Another study by the CDC highlights racial, ethnic and geographic disparities in breastfeeding. In 13 states (mostly southeastern), the difference between breastfeeding initiation rates between white women and black women was over 20 percentage points, and in six states black women’s breastfeeding initiation rates were under 45 percent. This means that the majority of these women didn’t even breastfeed at all.

So what’s the connection? Considering maternal and infant mortality rates in the black community are disproportionately higher than in white and "Hispanic" communities, it seems that increasing breastfeeding could make result in better outcomes for black women and their children. But will these monetary and infrastructural investments be made?

If we look to the workplace, employers are required to give only 12 weeks of (unpaid) maternity leave. It’s no wonder why breastfeeding rates take a sharp decline six months after birth. If a new mother is to exclusively breastfeed for six months but has to return to work, she will have to do a lot of pumping before and/or after work to ensure her baby is fully-fed throughout the day. At many places where people work for an hourly wage, there is no effort made to support new mothers and breastfeeding or pumping can instead be seen as a nuisance, resulting in reduced productivity. Because of economic, educational and geographic barriers to employment opportunities that offer full health benefits, women of color often cannot afford to take a long period of unpaid leave from work.  In this case, a woman is likely to be compelled to go back to work in order to provide for her family, especially if she is the sole breadwinner.

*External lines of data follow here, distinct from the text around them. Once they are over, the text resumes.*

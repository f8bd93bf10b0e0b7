use chrono::Utc;
use livesale::pipeline::{
    ActionKind, AttributeExtractor, IdPolicy, IntentRouter, Normalizer, PricePolicy,
};
use livesale::session::Utterance;

fn utterance(text: &str, name: &str, uid: &str, is_admin: bool) -> Utterance {
    Utterance {
        id: format!("msg-{}", uid),
        speaker_name: name.to_string(),
        speaker_uid: uid.to_string(),
        is_admin,
        text: text.to_string(),
        received_at: Utc::now(),
    }
}

fn router() -> IntentRouter {
    IntentRouter::new(IdPolicy::default(), PricePolicy::default(), None)
}

// ============================================================================
// Normalizer
// ============================================================================

#[test]
fn normalize_converts_thai_numerals() {
    let normalizer = Normalizer::new();
    assert_eq!(normalizer.normalize("รับ ๕๓"), "รับ 53");
}

#[test]
fn normalize_expands_spoken_numbers() {
    let normalizer = Normalizer::new();
    assert_eq!(normalizer.normalize("ห้าสิบ"), "50");
    assert_eq!(normalizer.normalize("ร้อยเก้าสิบเก้า"), "199");
}

#[test]
fn normalize_merges_single_digit_runs_only() {
    let normalizer = Normalizer::new();
    // STT splits "43" into spoken digits
    assert_eq!(normalizer.normalize("รับ 4 3"), "รับ 43");
    // but a pair of multi-digit numbers must survive as a pair
    assert_eq!(normalizer.normalize("53 80"), "53 80");
}

#[test]
fn normalize_strips_numbered_noise() {
    let normalizer = Normalizer::new();
    // Shipping fee is boilerplate, never an id or price
    assert_eq!(normalizer.normalize("ค่าส่ง 50 ครับ"), "");
}

#[test]
fn normalize_strips_particles_and_emoji() {
    let normalizer = Normalizer::new();
    assert_eq!(normalizer.normalize("รับ 12 นะคะ 🙏"), "รับ 12");
}

#[test]
fn normalize_corrects_common_mistranscriptions() {
    let normalizer = Normalizer::new();
    assert_eq!(normalizer.normalize("หมายเลข 7"), "เบอร์ 7");
}

#[test]
fn normalize_is_idempotent() {
    let normalizer = Normalizer::new();
    for raw in [
        "เบอ 5 ค่ะ 😀",
        "รับ ๕๓ ห้าสิบบาท",
        "อก 40 ยาว 25 รับ 15",
        "ค่าส่ง 50 โอน 200",
        "12 45 90 คุณสมชาย",
    ] {
        let once = normalizer.normalize(raw);
        let twice = normalizer.normalize(&once);
        assert_eq!(once, twice, "normalize must be idempotent for {:?}", raw);
    }
}

#[test]
fn normalize_applies_shop_specific_corrections() {
    let mut extra = std::collections::HashMap::new();
    extra.insert("กดรับ".to_string(), "รับ".to_string());
    let normalizer = Normalizer::with_corrections(&extra);
    assert_eq!(normalizer.normalize("กดรับ 12"), "รับ 12");
}

#[test]
fn normalize_empty_input() {
    let normalizer = Normalizer::new();
    assert_eq!(normalizer.normalize("   "), "");
}

// ============================================================================
// Attribute extraction
// ============================================================================

#[test]
fn attributes_consume_their_spans() {
    let extractor = AttributeExtractor::new();
    let result = extractor.extract("อก 40 ยาว 25 รับ 15");

    assert_eq!(result.attributes.bust.as_deref(), Some("40"));
    assert_eq!(result.attributes.length.as_deref(), Some("25"));
    // the measurement numbers are gone, only the claim is left
    assert_eq!(result.remaining, "รับ 15");
}

#[test]
fn attributes_reject_implausible_measurements() {
    let extractor = AttributeExtractor::new();
    // 999 is no bust; the text stays untouched for the later stages
    let result = extractor.extract("อก 999");
    assert_eq!(result.attributes.bust, None);
    assert_eq!(result.remaining, "อก 999");
}

#[test]
fn attributes_capture_ranges_and_sizes() {
    let extractor = AttributeExtractor::new();
    let result = extractor.extract("อก 40-44 ผ้าเด้ง ไซส์ XL");

    assert_eq!(result.attributes.bust.as_deref(), Some("40-44"));
    assert_eq!(result.attributes.size_letter.as_deref(), Some("XL"));
    assert_eq!(result.attributes.fabric.as_deref(), Some("ผ้าเด้ง"));
}

#[test]
fn attributes_map_thai_phonetic_sizes() {
    let extractor = AttributeExtractor::new();
    let result = extractor.extract("เอ็กซ์แอล สวยมาก");
    assert_eq!(result.attributes.size_letter.as_deref(), Some("XL"));
}

// ============================================================================
// Routing
// ============================================================================

#[tokio::test]
async fn anchored_buy_resolves_id_and_price() {
    let routed = router()
        .route(&utterance("รับ 46 ราคา 150", "Malee", "u1", false), "Malee")
        .await;

    assert_eq!(routed.actions.len(), 1);
    let action = &routed.actions[0];
    assert_eq!(action.kind, ActionKind::Buy);
    assert_eq!(action.item_id, Some(46));
    assert_eq!(action.price, Some(150));
    assert_eq!(action.method, "anchor");
}

#[tokio::test]
async fn cancel_wins_over_buy_keywords() {
    let routed = router()
        .route(&utterance("รับ 46 ไม่เอา", "Malee", "u1", false), "Malee")
        .await;

    assert_eq!(routed.actions.len(), 1);
    assert_eq!(routed.actions[0].kind, ActionKind::Cancel);
    assert_eq!(routed.actions[0].item_id, Some(46));
}

#[tokio::test]
async fn glued_digits_split_into_id_and_price() {
    let routed = router()
        .route(&utterance("4350", "Malee", "u1", false), "Malee")
        .await;

    let action = &routed.actions[0];
    assert_eq!(action.kind, ActionKind::Buy);
    assert_eq!(action.item_id, Some(43));
    assert_eq!(action.price, Some(50));
    assert_eq!(action.method, "digit-split");
}

#[tokio::test]
async fn glued_digits_with_invalid_price_stay_an_id() {
    // 43 / 01 fails price validation, so "4301" is not split; it is also
    // too large to be an item id by itself, so the message is ignored
    let routed = router()
        .route(&utterance("4301", "Malee", "u1", false), "Malee")
        .await;
    assert_eq!(routed.actions[0].kind, ActionKind::Ignore);
}

#[tokio::test]
async fn bare_number_pair_reads_as_id_then_price() {
    let routed = router()
        .route(&utterance("53 80", "Malee", "u1", false), "Malee")
        .await;

    let action = &routed.actions[0];
    assert_eq!(action.kind, ActionKind::Buy);
    assert_eq!(action.item_id, Some(53));
    assert_eq!(action.price, Some(80));
    assert_eq!(action.method, "implicit-pair");
}

#[tokio::test]
async fn question_without_id_is_not_a_buy() {
    let routed = router()
        .route(&utterance("อกเท่าไหร่", "Malee", "u1", false), "Malee")
        .await;
    assert_eq!(routed.actions[0].kind, ActionKind::Question);
}

#[tokio::test]
async fn shipping_notice_short_circuits() {
    let routed = router()
        .route(&utterance("พร้อมส่งค่ะ", "Malee", "u1", false), "Malee")
        .await;
    assert_eq!(routed.actions[0].kind, ActionKind::Shipping);
}

#[tokio::test]
async fn freebie_marker_means_price_zero() {
    let routed = router()
        .route(&utterance("รับ 7 แถม", "Malee", "u1", false), "Malee")
        .await;

    assert_eq!(routed.actions[0].item_id, Some(7));
    assert_eq!(routed.actions[0].price, Some(0));
}

#[tokio::test]
async fn multi_claim_expands_with_proxy_owner() {
    let routed = router()
        .route(
            &utterance("12 45 90 คุณสมชาย", "Admin", "admin-1", true),
            "Admin",
        )
        .await;

    assert_eq!(routed.actions.len(), 3);
    let ids: Vec<_> = routed.actions.iter().map(|a| a.item_id).collect();
    assert_eq!(ids, vec![Some(12), Some(45), Some(90)]);
    for action in &routed.actions {
        assert_eq!(action.kind, ActionKind::Buy);
        assert_eq!(action.owner_name, "คุณสมชาย");
        assert_eq!(action.method, "multi-claim");
    }
    // one proxy identity shared across the whole batch
    assert_eq!(routed.actions[0].owner_uid, routed.actions[1].owner_uid);
    assert!(routed.actions[0].owner_uid.starts_with("proxy-"));
}

#[tokio::test]
async fn cancel_keyword_beats_the_multi_claim_shape() {
    // "12 45 ยกเลิก" is a release, not a booking for a buyer named ยกเลิก
    let routed = router()
        .route(&utterance("12 45 ยกเลิก", "Malee", "u1", false), "Malee")
        .await;

    assert_eq!(routed.actions.len(), 1);
    assert_eq!(routed.actions[0].kind, ActionKind::Cancel);
    assert_eq!(routed.actions[0].item_id, Some(45));
}

#[tokio::test]
async fn shipping_keyword_beats_the_multi_claim_shape() {
    let routed = router()
        .route(&utterance("12 45 พร้อมส่ง", "Malee", "u1", false), "Malee")
        .await;

    assert_eq!(routed.actions.len(), 1);
    assert_eq!(routed.actions[0].kind, ActionKind::Shipping);
}

#[tokio::test]
async fn multi_claim_from_buyer_keeps_their_identity() {
    let routed = router()
        .route(&utterance("12 45 21", "Malee", "u1", false), "Malee")
        .await;

    assert_eq!(routed.actions.len(), 3);
    for action in &routed.actions {
        assert_eq!(action.owner_name, "Malee");
        assert_eq!(action.owner_uid, "u1");
    }
}

#[tokio::test]
async fn admin_claim_with_trailing_name_books_for_proxy() {
    let routed = router()
        .route(
            &utterance("รับ 46 คุณนก", "Admin", "admin-1", true),
            "Admin",
        )
        .await;

    let action = &routed.actions[0];
    assert_eq!(action.item_id, Some(46));
    assert_eq!(action.owner_name, "คุณนก");
    assert!(action.owner_uid.starts_with("proxy-"));
}

#[tokio::test]
async fn chatter_resolves_to_ignore() {
    let routed = router()
        .route(&utterance("สวัสดีตอนเย็น", "Malee", "u1", false), "Malee")
        .await;
    assert_eq!(routed.actions[0].kind, ActionKind::Ignore);
}

#[tokio::test]
async fn out_of_range_id_is_ignored() {
    let routed = router()
        .route(&utterance("รับ 5000", "Malee", "u1", false), "Malee")
        .await;
    assert_eq!(routed.actions[0].kind, ActionKind::Ignore);
}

Some lactivists have taken issue with media assertions that workplace barriers are the primary culprit. Although they agree that many women have to struggle to find places and time to pump, health care reform will require employers to provider clean and safe spaces for breastfeeding or pumping. We will have to wait and see how this will be enforced. It seems that this is only one piece of the solution as some lactivists cite a myriad of issues including societal and cultural stigmas against breastfeeding moms, lack of education, lack of promotion of breastfeeding, and the abundance of free formula samples given at hospitals to new mothers and their babies. 

There’s also the issue of nutrition. If the point of breastfeeding is to provide nourishment and pass on immunities to the baby (along with mother-baby bonding and other health benefits), then women should be given quality food in the hospitals. Women of color are less likely to be insured, so you can pretty much guarantee that the hospitals serving these women will be serving processed, mass-produced foods with low nutritional value. I have seen not only nasty-looking meals given to new moms, but also foods that have no nutritional value, like Italian ice, which is full of sugar and artificial colors. These meals are not only unappetizing but unbalanced and do not provide proper nutrients to the mother or child.

Since most hospitals aren’t giving moms nutritional support from the start, it is likely that once women leave the hospital they still have to fight to maintain good eating habits as they manage a newborn. In many communities of color, there is little access to fresh and affordable fruits and vegetables, again making it difficult to eat healthy and thus pass on vitamins and nutrients that assist in development. If we are committed to more widespread breastfeeding, we should also be fighting to ensure that all communities have access to fresh and affordable fruits and vegetables.

Breastfeeding may not be a panacea to maternal and infant mortality disparities but it is a proven way to improve health outcomes. The Pediatric study points out that the U.S. could save $13 billion dollars by getting 90 percent compliance of mothers breastfeeding exclusively during the first six months. If we really want to save lives and of course, the almighty dollar, then the government should invest in creating a infrastructure that holistically supports new mothers and their babies.